Abstract
Motivation S-adenosyl-L-methionine (SAM) is one of the important cofactor present in the biological system and play a key role in many diseases. There is a need to develop a method for predicting SAM binding sites in a protein for designing drugs against SAM associated disease. Best of our knowledge, there is no method that can predict the binding site of SAM in a given protein sequence.
Result This manuscript describes a method SAMbinder, developed for predicting SAM binding sites in a protein from its primary sequence. All models were trained, tested and evaluated on 145 SAM binding protein chains where no two chains have more than 40% sequence similarity. Firstly, models were developed using different machine learning techniques on a balanced dataset contain 2188 SAM interacting and an equal number of non-interacting residues. Our Random Forest based model developed using binary profile feature got maximum MCC 0.42 with AUROC 0.79 on the validation dataset. The performance of our models improved significantly from MCC 0.42 to 0.61, when evolutionary information in the form of PSSM profile is used as a feature. We also developed models on realistic dataset contains 2188 SAM interacting and 40029 non-interacting residues and got maximum MCC 0.61 with AUROC of 0.89. In order to evaluate the performance of our models, we used internal as well as external cross-validation technique.
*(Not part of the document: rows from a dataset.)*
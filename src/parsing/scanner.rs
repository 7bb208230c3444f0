//! Declaration scanner
//!
//! Walks the lowered syntax tree in source order and records every point
//! where a name is bound. While walking it populates the [`ScopeTree`], so
//! nested declarations end up under the scope of the name that encloses them
//! (`var a = { b: { c: 1 } }` yields `a`, `a.b` and `a.b.c`).
//!
//! Nodes nested deeper than [`MAX_NESTING`] are reported and skipped.

use serde::Serialize;

use super::scope::ScopeTree;
use super::Diagnostic;
use crate::syntax::{ClassMember, MAX_NESTING, Node, NodeKind, Property, VariableDeclarator};
use crate::types::{Range, ScopeId};

/// A name being introduced by code
#[derive(Debug, Clone, PartialEq, Serialize)]
pub struct DeclarationEvent {
    pub name: Option<String>,
    pub range: Range,
    /// The scope node the name resolved to
    pub scope: ScopeId,
}

impl DeclarationEvent {
    pub fn line(&self) -> u32 {
        self.range.start_line
    }
}

/// Result of scanning one program
#[derive(Debug, Default)]
pub struct ScanOutput {
    /// Events in source order, non-decreasing by start line
    pub events: Vec<DeclarationEvent>,
    /// Nodes the scanner had no rule for
    pub diagnostics: Vec<Diagnostic>,
}

pub struct DeclarationScanner<'t> {
    tree: &'t mut ScopeTree,
    output: ScanOutput,
    depth: usize,
}

impl<'t> DeclarationScanner<'t> {
    pub fn new(tree: &'t mut ScopeTree) -> Self {
        Self {
            tree,
            output: ScanOutput::default(),
            depth: 0,
        }
    }

    /// Scan `program` with `scope` as the enclosing namespace
    pub fn scan(mut self, program: &Node, scope: ScopeId) -> ScanOutput {
        self.visit(program, scope);
        self.output
    }

    fn emit(&mut self, name: Option<String>, range: Range, scope: ScopeId) {
        self.output
            .events
            .push(DeclarationEvent { name, range, scope });
    }

    fn visit_all(&mut self, nodes: &[Node], scope: ScopeId) {
        for node in nodes {
            self.visit(node, scope);
        }
    }

    fn visit(&mut self, node: &Node, scope: ScopeId) {
        if self.depth >= MAX_NESTING {
            tracing::debug!(
                "[scanner] stopped at '{}' on line {}, nested deeper than {MAX_NESTING} levels",
                node.kind_name(),
                node.range.start_line
            );
            self.output.diagnostics.push(Diagnostic::new(
                node.range,
                format!(
                    "Can't traverse {} nested deeper than {MAX_NESTING} levels",
                    node.kind_name()
                ),
            ));
            return;
        }

        self.depth += 1;
        self.visit_node(node, scope);
        self.depth -= 1;
    }

    fn visit_node(&mut self, node: &Node, scope: ScopeId) {
        match &node.kind {
            NodeKind::Program { body } | NodeKind::Block { body } | NodeKind::Export { body } => {
                self.visit_all(body, scope)
            }
            NodeKind::ExpressionStatement { expression } => self.visit(expression, scope),
            NodeKind::If {
                consequent,
                alternate,
            } => {
                self.visit(consequent, scope);
                if let Some(alternate) = alternate {
                    self.visit(alternate, scope);
                }
            }
            NodeKind::Conditional {
                consequent,
                alternate,
            } => {
                self.visit(consequent, scope);
                self.visit(alternate, scope);
            }
            NodeKind::Labeled { body }
            | NodeKind::With { body }
            | NodeKind::Loop { body, .. }
            | NodeKind::Catch { body } => self.visit(body, scope),
            NodeKind::Switch { cases } => self.visit_all(cases, scope),
            NodeKind::SwitchCase { body } => self.visit_all(body, scope),
            NodeKind::Return { argument } => {
                if let Some(argument) = argument {
                    self.visit(argument, scope);
                }
            }
            NodeKind::Throw { argument } | NodeKind::Unary { argument } => {
                self.visit(argument, scope)
            }
            NodeKind::Try {
                block,
                handler,
                finalizer,
            } => {
                self.visit(block, scope);
                if let Some(handler) = handler {
                    self.visit(handler, scope);
                }
                if let Some(finalizer) = finalizer {
                    self.visit(finalizer, scope);
                }
            }
            NodeKind::FunctionDeclaration { name, body } => {
                let inner = match name {
                    Some(name) => {
                        let inner = self
                            .tree
                            .lookup_or_create(scope, Some(name), Some(node.range));
                        self.emit(Some(name.clone()), node.range, inner);
                        inner
                    }
                    None => scope,
                };
                self.visit(body, inner);
            }
            NodeKind::FunctionExpression { body, .. } => self.visit(body, scope),
            NodeKind::VariableDeclaration { declarators } => {
                for declarator in declarators {
                    self.visit_declarator(declarator, scope);
                }
            }
            NodeKind::ClassDeclaration { name, members } => {
                let inner = match name {
                    Some(name) => {
                        let inner = self
                            .tree
                            .lookup_or_create(scope, Some(name), Some(node.range));
                        self.emit(Some(name.clone()), node.range, inner);
                        inner
                    }
                    None => scope,
                };
                self.visit_class_members(members, inner);
            }
            NodeKind::ClassExpression { members } => self.visit_class_members(members, scope),
            NodeKind::Object { properties } => {
                for property in properties {
                    self.visit_property(property, scope);
                }
            }
            NodeKind::Array { elements: nodes } | NodeKind::Sequence { expressions: nodes } => {
                self.visit_all(nodes, scope)
            }
            NodeKind::Binary { left, right } | NodeKind::Logical { left, right } => {
                self.visit(left, scope);
                self.visit(right, scope);
            }
            NodeKind::Assignment { target, value } => match self.resolve(target, scope) {
                Some(found) => {
                    let name = self.tree.get(found).name.clone();
                    self.emit(name, node.range, found);
                    self.visit(value, found);
                }
                None => self.visit(value, scope),
            },
            NodeKind::New { arguments, .. } => self.visit_all(arguments, scope),
            NodeKind::Call { callee, arguments } => {
                let inner = match self.resolve(callee, scope) {
                    Some(found) => found,
                    None => {
                        // `(function () { ... })()` and friends
                        self.visit(callee, scope);
                        scope
                    }
                };
                self.visit_all(arguments, inner);
            }
            NodeKind::Member { object, .. } => self.visit(object, scope),
            NodeKind::Identifier { .. }
            | NodeKind::Literal { .. }
            | NodeKind::This
            | NodeKind::Update
            | NodeKind::Empty
            | NodeKind::Break
            | NodeKind::Continue
            | NodeKind::Debugger
            | NodeKind::Import => {}
            NodeKind::Unsupported { kind, children } => {
                tracing::debug!(
                    "[scanner] no declaration rule for '{kind}' at line {}",
                    node.range.start_line
                );
                self.output.diagnostics.push(Diagnostic::new(
                    node.range,
                    format!("Can't traverse {kind}"),
                ));
                self.visit_all(children, scope);
            }
        }
    }

    fn visit_declarator(&mut self, declarator: &VariableDeclarator, scope: ScopeId) {
        let inner = match &declarator.name {
            Some(name) => {
                let inner = self
                    .tree
                    .lookup_or_create(scope, Some(name), Some(declarator.range));
                self.emit(Some(name.clone()), declarator.range, inner);
                inner
            }
            None => scope,
        };
        if let Some(init) = &declarator.init {
            self.visit(init, inner);
        }
    }

    fn visit_property(&mut self, property: &Property, scope: ScopeId) {
        let inner = match &property.key {
            Some(key) => {
                let inner = self
                    .tree
                    .lookup_or_create(scope, Some(key), Some(property.range));
                self.emit(Some(key.clone()), property.range, inner);
                inner
            }
            None => scope,
        };
        self.visit(&property.value, inner);
    }

    /// Static members bind on the class, instance members on its prototype
    fn visit_class_members(&mut self, members: &[ClassMember], class: ScopeId) {
        for member in members {
            let inner = match &member.name {
                Some(name) => {
                    let owner = if member.is_static {
                        class
                    } else {
                        self.tree.lookup_or_create(class, Some("prototype"), None)
                    };
                    let inner = self
                        .tree
                        .lookup_or_create(owner, Some(name), Some(member.range));
                    self.emit(Some(name.clone()), member.range, inner);
                    inner
                }
                None => class,
            };
            if let Some(value) = &member.value {
                self.visit(value, inner);
            }
        }
    }

    /// Resolve an assignment target or callee to a scope node.
    ///
    /// Intermediate names are created as needed; `this` and other
    /// expressions without a static name are unresolvable.
    fn resolve(&mut self, node: &Node, scope: ScopeId) -> Option<ScopeId> {
        match &node.kind {
            NodeKind::Identifier { name } => {
                Some(self.tree.lookup_or_create(scope, Some(name), Some(node.range)))
            }
            NodeKind::Literal { value } => {
                Some(
                    self.tree
                        .lookup_or_create(scope, value.as_deref(), Some(node.range)),
                )
            }
            NodeKind::Member { object, property } => {
                let object = self.resolve(object, scope)?;
                Some(
                    self.tree
                        .lookup_or_create(object, property.as_deref(), Some(node.range)),
                )
            }
            _ => None,
        }
    }
}

/// Scan `program` under `scope`, filling `tree`
pub fn scan(program: &Node, tree: &mut ScopeTree, scope: ScopeId) -> ScanOutput {
    DeclarationScanner::new(tree).scan(program, scope)
}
Availability and implementation https://webs.iiitd.edu.in/raghava/sambinder/.
Introduction
Structural and functional annotation of a protein is one among the major challenges in the era of genomics. With the rapid advancement in sequencing technologies and concerted genome projects, there is an increasing gap between the sequenced protein and functionally annotated proteins which are very few in number (Casari et al., 1995; Yu et al., 2014). Therefore, there is an urgent need for the development of automated computational methods which can identify the residues playing an important role in protein functions. Protein-ligand interaction has been identified as one of the important functions which play a vital function in all biological processes (Agrawal, Singh, et al., 2019). In the past, considerable efforts have been to develop tools which can identify the ligand binding residues in a protein (Sousa et al., 2006). In the early stage, generalized methods have been developed which predicts the binding site or pockets in the proteins regardless of their ligand (Hendlich et al., 1997; Dundas et al., 2006; Laskowski, 1995; Levitt and Banaszak, 1992; Le Guilloux et al., 2009). Later on, it was realized that all ligands are not the same and there is a wide variation in shape and size of binding pockets. Therefore, researchers started developing ligand specific methods (Chauhan, Mishra, and G. P. S. Raghava, 2009; Hu et al., 2018; Yu, Hu, Huang, et al., 2013; Chen et al., 2012; Chauhan et al., 2010; Hu et al., 2016), and it was observed that these ligand specific methods performed better than generalized methods (Yu, Hu, Yang, et al., 2013a; Chen et al., 2012; Hu et al., 2016).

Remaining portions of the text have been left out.